| Exercise |
Copy all lines in the material holding the string "over".

| Given records |

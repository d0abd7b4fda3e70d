use std::collections::BTreeMap;

use chrono::{DateTime, Duration, Local, NaiveDate, NaiveDateTime, NaiveTime, TimeZone, Utc};
use sqlx::PgPool;
use uuid::Uuid;

use crate::db::wearables::fetch_samples_between;
use crate::models::wearable::{
    ActivitySummary, HeartRateSummary, MetricKind, SeriesPoint, SleepSummary, Spo2Summary,
    StepsSummary, WearableSample, WearableSummary,
};

/// Start of a trailing window of `window_days` calendar days ending at `now`.
///
/// Today is the last day of the window, so the start is local midnight of
/// `today - (window_days - 1)`.
pub fn window_start(now: DateTime<Utc>, window_days: i64) -> DateTime<Utc> {
    let first_day = bucket_date(now) - Duration::days(window_days.max(1) - 1);
    // Midnight can be skipped by a DST change
    local_time(first_day, 0, 0)
        .or_else(|| local_time(first_day, 1, 0))
        .unwrap_or_else(|| now - Duration::days(window_days))
}

/// Calendar date of a sample in server-local time.
pub fn bucket_date(recorded_at: DateTime<Utc>) -> NaiveDate {
    recorded_at.with_timezone(&Local).date_naive()
}

/// Parse a device-supplied timestamp.
///
/// Accepts RFC 3339, naive ISO date-times (server-local), bare dates (local
/// noon) and unix epochs in seconds or milliseconds between 2000 and 2100.
/// Anything else is treated as `now`; the second value reports whether that
/// fallback was taken. A missing timestamp means "now" and is not a fallback.
pub fn parse_recorded_at(raw: Option<&str>, now: DateTime<Utc>) -> (DateTime<Utc>, bool) {
    let Some(raw) = raw.map(str::trim).filter(|s| !s.is_empty()) else {
        return (now, false);
    };

    if let Ok(ts) = DateTime::parse_from_rfc3339(raw) {
        return (ts.with_timezone(&Utc), false);
    }

    const NAIVE_FORMATS: [&str; 3] = ["%Y-%m-%dT%H:%M:%S%.f", "%Y-%m-%d %H:%M:%S%.f", "%Y-%m-%dT%H:%M"];
    for format in NAIVE_FORMATS {
        if let Ok(naive) = NaiveDateTime::parse_from_str(raw, format) {
            if let Some(local) = Local.from_local_datetime(&naive).earliest() {
                return (local.with_timezone(&Utc), false);
            }
        }
    }

    if let Ok(date) = NaiveDate::parse_from_str(raw, "%Y-%m-%d") {
        if let Some(local) = local_noon(date) {
            return (local, false);
        }
    }

    if let Some(ts) = raw.parse::<i64>().ok().and_then(epoch_timestamp) {
        return (ts, false);
    }

    tracing::warn!("Unparseable sample timestamp '{}', bucketing as now", raw);
    (now, true)
}

// 2000-01-01 and 2100-01-01 in unix seconds
const EPOCH_MIN_SECS: i64 = 946_684_800;
const EPOCH_MAX_SECS: i64 = 4_102_444_800;

/// Unix seconds, or milliseconds as most browsers and devices send them.
/// Numbers outside both plausible ranges are not timestamps.
fn epoch_timestamp(value: i64) -> Option<DateTime<Utc>> {
    if (EPOCH_MIN_SECS..EPOCH_MAX_SECS).contains(&value) {
        DateTime::from_timestamp(value, 0)
    } else if (EPOCH_MIN_SECS * 1000..EPOCH_MAX_SECS * 1000).contains(&value) {
        DateTime::from_timestamp_millis(value)
    } else {
        None
    }
}

/// `hour:minute` on `date` in server-local time
pub fn local_time(date: NaiveDate, hour: u32, minute: u32) -> Option<DateTime<Utc>> {
    let naive = date.and_time(NaiveTime::from_hms_opt(hour, minute, 0)?);
    Local
        .from_local_datetime(&naive)
        .earliest()
        .map(|ts| ts.with_timezone(&Utc))
}

/// Noon on `date` in server-local time, used for day-level samples.
pub fn local_noon(date: NaiveDate) -> Option<DateTime<Utc>> {
    local_time(date, 12, 0)
}

/// `[start, end)` of a local calendar day
pub fn local_day_bounds(date: NaiveDate) -> Option<(DateTime<Utc>, DateTime<Utc>)> {
    let start = local_time(date, 0, 0)?;
    let end = local_time(date.succ_opt()?, 0, 0)?;
    Some((start, end))
}

/// Sleep values normalised to hours. The unit wins; with no unit the
/// metric name decides (`sleep_minutes`), otherwise hours are assumed.
pub fn sleep_hours(value: f64, unit: &str, metric: &str) -> f64 {
    let unit = unit.trim().to_lowercase();
    let unit = if unit.is_empty() && metric.eq_ignore_ascii_case("sleep_minutes") {
        "minutes".to_string()
    } else {
        unit
    };

    match unit.as_str() {
        "min" | "mins" | "minute" | "minutes" => value / 60.0,
        "s" | "sec" | "secs" | "second" | "seconds" => value / 3600.0,
        _ => value,
    }
}

pub(crate) fn round1(value: f64) -> f64 {
    (value * 10.0).round() / 10.0
}

pub(crate) fn mean(values: &[f64]) -> Option<f64> {
    if values.is_empty() {
        None
    } else {
        Some(values.iter().sum::<f64>() / values.len() as f64)
    }
}

/// Aggregate the samples of one window into per-family figures.
///
/// Steps and sleep are summed per calendar day first and then averaged over
/// the days that have data. Families without samples stay `None`. Output is
/// rounded to one decimal and depends only on the input order, so the same
/// rows always produce the same summary.
pub fn aggregate_samples(samples: &[WearableSample], window_days: i64) -> WearableSummary {
    let mut steps_by_day: BTreeMap<NaiveDate, f64> = BTreeMap::new();
    let mut sleep_by_day: BTreeMap<NaiveDate, f64> = BTreeMap::new();
    let mut heart_rate: Vec<f64> = Vec::new();
    let mut resting: Vec<f64> = Vec::new();
    let mut spo2: Vec<f64> = Vec::new();
    let mut active_minutes: Vec<f64> = Vec::new();
    let mut other_metrics: BTreeMap<String, usize> = BTreeMap::new();

    for sample in samples {
        match sample.kind() {
            MetricKind::Steps => {
                *steps_by_day.entry(bucket_date(sample.recorded_at)).or_insert(0.0) += sample.value;
            }
            MetricKind::Sleep => {
                *sleep_by_day.entry(bucket_date(sample.recorded_at)).or_insert(0.0) +=
                    sleep_hours(sample.value, &sample.unit, &sample.metric);
            }
            MetricKind::HeartRate => heart_rate.push(sample.value),
            MetricKind::RestingHeartRate => resting.push(sample.value),
            MetricKind::SpO2 => spo2.push(sample.value),
            MetricKind::ActiveMinutes => active_minutes.push(sample.value),
            MetricKind::Other(name) => *other_metrics.entry(name).or_insert(0) += 1,
        }
    }

    if !other_metrics.is_empty() {
        tracing::debug!("Samples outside the aggregated families: {:?}", other_metrics);
    }

    let steps = (!steps_by_day.is_empty()).then(|| {
        let total: f64 = steps_by_day.values().sum();
        StepsSummary {
            average_per_day: round1(total / steps_by_day.len() as f64),
            total: round1(total),
            days_counted: steps_by_day.len(),
        }
    });

    let sleep = (!sleep_by_day.is_empty()).then(|| {
        let total: f64 = sleep_by_day.values().sum();
        SleepSummary {
            average_hours_per_night: round1(total / sleep_by_day.len() as f64),
            nights_counted: sleep_by_day.len(),
        }
    });

    let heart_rate_summary = if heart_rate.is_empty() && resting.is_empty() {
        None
    } else {
        Some(HeartRateSummary {
            average: mean(&heart_rate).map(round1),
            min: heart_rate.iter().copied().reduce(f64::min).map(round1),
            max: heart_rate.iter().copied().reduce(f64::max).map(round1),
            resting_average: mean(&resting).map(round1),
            samples: heart_rate.len(),
            resting_samples: resting.len(),
        })
    };

    let spo2_summary = mean(&spo2).map(|avg| Spo2Summary {
        average_percent: round1(avg),
        samples: spo2.len(),
    });

    let activity = (!active_minutes.is_empty()).then(|| ActivitySummary {
        active_minutes_total: round1(active_minutes.iter().sum()),
        samples: active_minutes.len(),
    });

    WearableSummary {
        window_days,
        steps,
        sleep,
        heart_rate: heart_rate_summary,
        spo2: spo2_summary,
        activity,
        other_metrics,
    }
}

/// One bullet per non-empty family, in a fixed order.
pub fn summary_bullet_lines(summary: &WearableSummary) -> Vec<String> {
    let mut lines = Vec::new();

    if let Some(steps) = &summary.steps {
        lines.push(format!(
            "- Steps: {:.0} average per day over {} day(s) ({:.0} total)",
            steps.average_per_day, steps.days_counted, steps.total
        ));
    }
    if let Some(sleep) = &summary.sleep {
        lines.push(format!(
            "- Sleep: {:.1} hours average per night over {} night(s)",
            sleep.average_hours_per_night, sleep.nights_counted
        ));
    }
    if let Some(hr) = &summary.heart_rate {
        if let (Some(avg), Some(min), Some(max)) = (hr.average, hr.min, hr.max) {
            lines.push(format!(
                "- Heart Rate: {:.0} bpm average (range {:.0}-{:.0} bpm)",
                avg, min, max
            ));
        }
        if let Some(resting) = hr.resting_average {
            lines.push(format!("- Resting Heart Rate: {:.0} bpm average", resting));
        }
    }
    if let Some(spo2) = &summary.spo2 {
        lines.push(format!("- SpO2: {:.1}% average", spo2.average_percent));
    }
    if let Some(activity) = &summary.activity {
        lines.push(format!(
            "- Active Minutes: {:.0} total",
            activity.active_minutes_total
        ));
    }

    lines
}

/// Text block for the prompt; empty when no family has data.
pub fn render_wearable_summary(summary: &WearableSummary) -> String {
    let lines = summary_bullet_lines(summary);
    if lines.is_empty() {
        return String::new();
    }
    format!(
        "Wearable Data (last {} days):\n{}",
        summary.window_days,
        lines.join("\n")
    )
}

/// Per-day values for one metric family: daily totals for steps, sleep
/// (in hours) and active minutes, daily means for everything else.
pub fn daily_series(samples: &[WearableSample], metric: &MetricKind) -> Vec<SeriesPoint> {
    let mut by_day: BTreeMap<NaiveDate, (f64, usize)> = BTreeMap::new();

    for sample in samples.iter().filter(|s| &s.kind() == metric) {
        let value = match metric {
            MetricKind::Sleep => sleep_hours(sample.value, &sample.unit, &sample.metric),
            _ => sample.value,
        };
        let entry = by_day.entry(bucket_date(sample.recorded_at)).or_insert((0.0, 0));
        entry.0 += value;
        entry.1 += 1;
    }

    by_day
        .into_iter()
        .map(|(date, (sum, count))| SeriesPoint {
            date,
            value: if metric.is_daily_total() {
                round1(sum)
            } else {
                round1(sum / count as f64)
            },
        })
        .collect()
}

/// Load the window's samples and aggregate them.
#[tracing::instrument(
    name = "Summarize wearable metrics",
    skip(pool),
    fields(user_id = %user_id, window_days = window_days)
)]
pub async fn load_wearable_summary(
    pool: &PgPool,
    user_id: Uuid,
    window_days: i64,
    now: DateTime<Utc>,
) -> Result<(WearableSummary, Vec<WearableSample>), sqlx::Error> {
    let samples = fetch_samples_between(pool, user_id, window_start(now, window_days), now).await?;
    let summary = aggregate_samples(&samples, window_days);
    Ok((summary, samples))
}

| Solution to this exercise |
/// Steps and sleep are summed per calendar day first and then averaged over
            "- Steps: {:.0} average per day over {} day(s) ({:.0} total)",
            "- Sleep: {:.1} hours average per night over {} night(s)",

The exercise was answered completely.